Jika kita membaca kisah Ramayana, terutama pada bagian penculikan Dewi Sinta di hutan Dandaka untuk kemudian dilarikan ke Alengka Dirja, maka fragmen tersebut adalah hipogram dan puisi ini menjadi teks turunannya. Penyair membawa cerita Rama dan Sinta ke alam kekinian, yang salah satunya berupa gonjang-ganjing di medsos. Kritik tajam disampaikan secara samar lewat balas-balasan puisi, curhat-curhatan.


Dalam legenda Melayu, kasus seperti ini juga dapat ditemukan. Ketika semua orang menokohkan Hang Tuah, dramawan Dinsman justru menokohkan Hang Jebat. Ia menjadi pembela rakyat, bahkan sampai-sampai membunuh raja. Rupanya, penyair Nuryana Asmaudi, seperti Dinsman, menggunakan sudut pandang yang lain dalam memandang legenda Ramayana, terutama dalam melihat posisi cinta Rahwana.

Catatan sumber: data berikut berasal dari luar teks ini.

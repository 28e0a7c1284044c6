//! Service Registry Module
//!
//! In-memory registry of service addresses. Lookups are health-checked with a
//! retried, time-bounded probe and the last healthy answer is cached under a
//! TTL.

mod service;

pub use service::{RegistryError, ServiceInstance, ServiceRegistry};
//! Background Tasks Module
//!
//! Contains background tasks that run periodically during server operation.
//!
//! # Tasks
//! - TTL Cleanup: Removes expired cache entries at configured intervals

mod cleanup;

pub use cleanup::{spawn_cleanup_task, MIN_CLEANUP_INTERVAL};
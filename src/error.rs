//! Error types
//!
//! Provides the error enums for the resilience combinators and the HTTP API
//! using thiserror.

use std::time::Duration;

use axum::{
    http::StatusCode,
    response::{IntoResponse, Response},
    Json,
};
use serde_json::json;
use thiserror::Error;

// == Resilience Error Enum ==
/// Failures produced by the combinators themselves, never by the wrapped
/// operation.
#[derive(Error, Debug, Clone, PartialEq, Eq)]
pub enum ResilienceError {
    /// A precondition on the combinator's parameters did not hold
    #[error("Invalid argument: {0}")]
    InvalidArgument(String),

    /// The operation did not complete within the bound
    #[error("Operation timed out after {0:?}")]
    Timeout(Duration),
}

// == Retry Error Enum ==
/// Outcome of a failed [`retry`](crate::resilience::retry) call.
///
/// `Operation` carries the final attempt's error unmodified.
#[derive(Error, Debug)]
pub enum RetryError<E> {
    #[error(transparent)]
    InvalidArgument(ResilienceError),

    #[error("{0}")]
    Operation(E),
}

impl<E> RetryError<E> {
    /// Returns the operation's error, if that is what ended the sequence.
    pub fn into_operation(self) -> Option<E> {
        match self {
            RetryError::Operation(e) => Some(e),
            RetryError::InvalidArgument(_) => None,
        }
    }
}

// == Api Error Enum ==
/// Error type for the HTTP handlers.
#[derive(Error, Debug)]
pub enum ApiError {
    /// Key not found in cache, or found expired
    #[error("Key not found: {0}")]
    NotFound(String),

    /// Invalid request data
    #[error("Invalid request: {0}")]
    InvalidRequest(String),
}

// == IntoResponse Implementation ==
impl IntoResponse for ApiError {
    fn into_response(self) -> Response {
        let status = match &self {
            ApiError::NotFound(_) => StatusCode::NOT_FOUND,
            ApiError::InvalidRequest(_) => StatusCode::BAD_REQUEST,
        };

        let body = Json(json!({
            "error": self.to_string()
        }));

        (status, body).into_response()
    }
}

// == Result Type Alias ==
/// Convenience Result type for the HTTP handlers.
pub type Result<T> = std::result::Result<T, ApiError>;
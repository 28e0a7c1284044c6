//! ttl_cache server binary
//!
//! Serves one expiring cache over HTTP with a periodic cleanup sweep.

use std::net::SocketAddr;

use anyhow::Context;
use tokio::signal;
use tracing::{info, warn};
use tracing_subscriber::{layer::SubscriberExt, util::SubscriberInitExt};

use ttl_cache::{api::create_router, spawn_cleanup_task, AppState, Config};

/// Main entry point for the cache server.
///
/// # Startup Sequence
/// 1. Initialize tracing subscriber for logging
/// 2. Load configuration from environment variables
/// 3. Create the cache with configured TTL settings
/// 4. Start the external TTL cleanup task
/// 5. Create Axum router with all endpoints
/// 6. Start HTTP server on configured port
/// 7. Handle graceful shutdown on SIGINT/SIGTERM
#[tokio::main]
async fn main() -> anyhow::Result<()> {
    // Defaults to "info" level, can be overridden with RUST_LOG env var
    tracing_subscriber::registry()
        .with(
            tracing_subscriber::EnvFilter::try_from_default_env()
                .unwrap_or_else(|_| "ttl_cache=info,tower_http=info".into()),
        )
        .with(tracing_subscriber::fmt::layer())
        .init();

    info!("Starting ttl_cache server");

    let config = Config::from_env();
    info!(
        "Configuration loaded: default_ttl={}s, cleanup_interval={}s, port={}, probe_timeout={}ms",
        config.default_ttl, config.cleanup_interval, config.server_port, config.probe_timeout_ms
    );

    let state = AppState::from_config(&config);
    info!("Cache initialized");

    let cleanup_handle = spawn_cleanup_task(state.cache.clone(), state.cache.cleanup_interval());
    info!("Background cleanup task started");

    let app = create_router(state);

    let addr = SocketAddr::from(([0, 0, 0, 0], config.server_port));
    let listener = tokio::net::TcpListener::bind(addr)
        .await
        .with_context(|| format!("failed to bind {}", addr))?;
    info!("Server listening on http://{}", addr);

    axum::serve(listener, app)
        .with_graceful_shutdown(shutdown_signal(cleanup_handle))
        .await
        .context("server error")?;

    info!("Server shutdown complete");
    Ok(())
}

/// Waits for shutdown signal (Ctrl+C or SIGTERM).
///
/// On shutdown signal, aborts the cleanup task and allows graceful shutdown.
async fn shutdown_signal(cleanup_handle: tokio::task::JoinHandle<()>) {
    let ctrl_c = async {
        if let Err(e) = signal::ctrl_c().await {
            warn!("Failed to listen for Ctrl+C: {}", e);
            std::future::pending::<()>().await;
        }
    };

    #[cfg(unix)]
    let terminate = async {
        match signal::unix::signal(signal::unix::SignalKind::terminate()) {
            Ok(mut sigterm) => {
                sigterm.recv().await;
            }
            Err(e) => {
                warn!("Failed to install SIGTERM handler: {}", e);
                std::future::pending::<()>().await;
            }
        }
    };

    #[cfg(not(unix))]
    let terminate = std::future::pending::<()>();

    tokio::select! {
        _ = ctrl_c => {
            info!("Received Ctrl+C, initiating shutdown...");
        }
        _ = terminate => {
            info!("Received SIGTERM, initiating shutdown...");
        }
    }

    cleanup_handle.abort();
    warn!("Cleanup task aborted");
}
//! Cache Entry Module
//!
//! Defines the structure for individual cache entries with TTL support.

use std::time::Duration;

use tokio::time::Instant;

// == Cache Entry ==
/// A single stored value together with its absolute expiration instant.
///
/// Instants come from `tokio::time`, so a paused test runtime controls the
/// clock used for every expiry comparison.
#[derive(Debug, Clone)]
pub struct CacheEntry<V> {
    /// The stored value
    pub value: V,
    /// Instant the entry was written
    pub inserted_at: Instant,
    /// TTL the entry was written with
    pub ttl: Duration,
    /// Instant after which the entry is considered absent
    pub expires_at: Instant,
}

impl<V> CacheEntry<V> {
    // == Constructor ==
    /// Creates an entry written at `now` that lives for `ttl`.
    ///
    /// A TTL too large to represent saturates to roughly thirty years.
    pub fn new(value: V, now: Instant, ttl: Duration) -> Self {
        let expires_at = now
            .checked_add(ttl)
            .unwrap_or_else(|| now + Duration::from_secs(86_400 * 365 * 30));

        Self {
            value,
            inserted_at: now,
            ttl,
            expires_at,
        }
    }

    // == Is Expired ==
    /// Checks whether the entry is expired as of `now`.
    ///
    /// Boundary condition: the entry is still valid at `now == expires_at` and
    /// expires strictly after. A zero TTL is expired from the moment it is
    /// written.
    pub fn is_expired_at(&self, now: Instant) -> bool {
        self.ttl.is_zero() || now > self.expires_at
    }

    // == Time To Live ==
    /// Returns the lifetime left as of `now`, or `None` once expired.
    pub fn ttl_remaining_at(&self, now: Instant) -> Option<Duration> {
        if self.is_expired_at(now) {
            return None;
        }
        Some(self.expires_at.saturating_duration_since(now))
    }
}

Di atas itu semua, tentu saja, yang saya lakukan ini hanyalah #tafsirpuisimanasuka atas dua puisi ("Sajak Rahwana untuk Sita" dan "Pengakuan Sita") yang dicuplik dari buku Taman Perangkap Bulan (2018). Yang saya lakukan adalah usaha membuat puisi lebih dekat ke pembaca. Mari kita lihat bagaimana imajinasi Nuryana dalam memainkan dua tokoh ini dalam puisinya.


SAJAK CINTA RAHWANA KEPADA SITA


sesaat sangat berarti bagi hidup
tapi kau sia-siakan kesempatan itu (seperti kata pepatah, kesempatan tidak datang dua kali. Kira-kira demikian yang dikeluhkan oleh Rahwana kepada Sita [Sinta]. Kalaupun ada kesempatan yang sama, maka sungguh itu tidak benar-benar sama, baik peluang maupun kemungkinannya dengan yang pertama. Rahwana kecewa terhadap Sita karena tidak mengambil peluang ini)
aku gerimis dan kau daun talas
memberiku singgah sejenak
lalu terik menghapus
dan kau kehilangan
(Penyair, dari sudut pandang pengambilan peran sebagai Rahwana, membayangkan dirinya "laksana air di daun keladi/talas", alias sama sekali tidak memberikan dampak apa pun, lebih-lebih karena "terik yang ikut menghapusnya"; bagian ini sejujurnya kurang memberikan dampak penekanan karena air memang tidak pernah membekas di daun talas, tanpa harus dikena terik matahari).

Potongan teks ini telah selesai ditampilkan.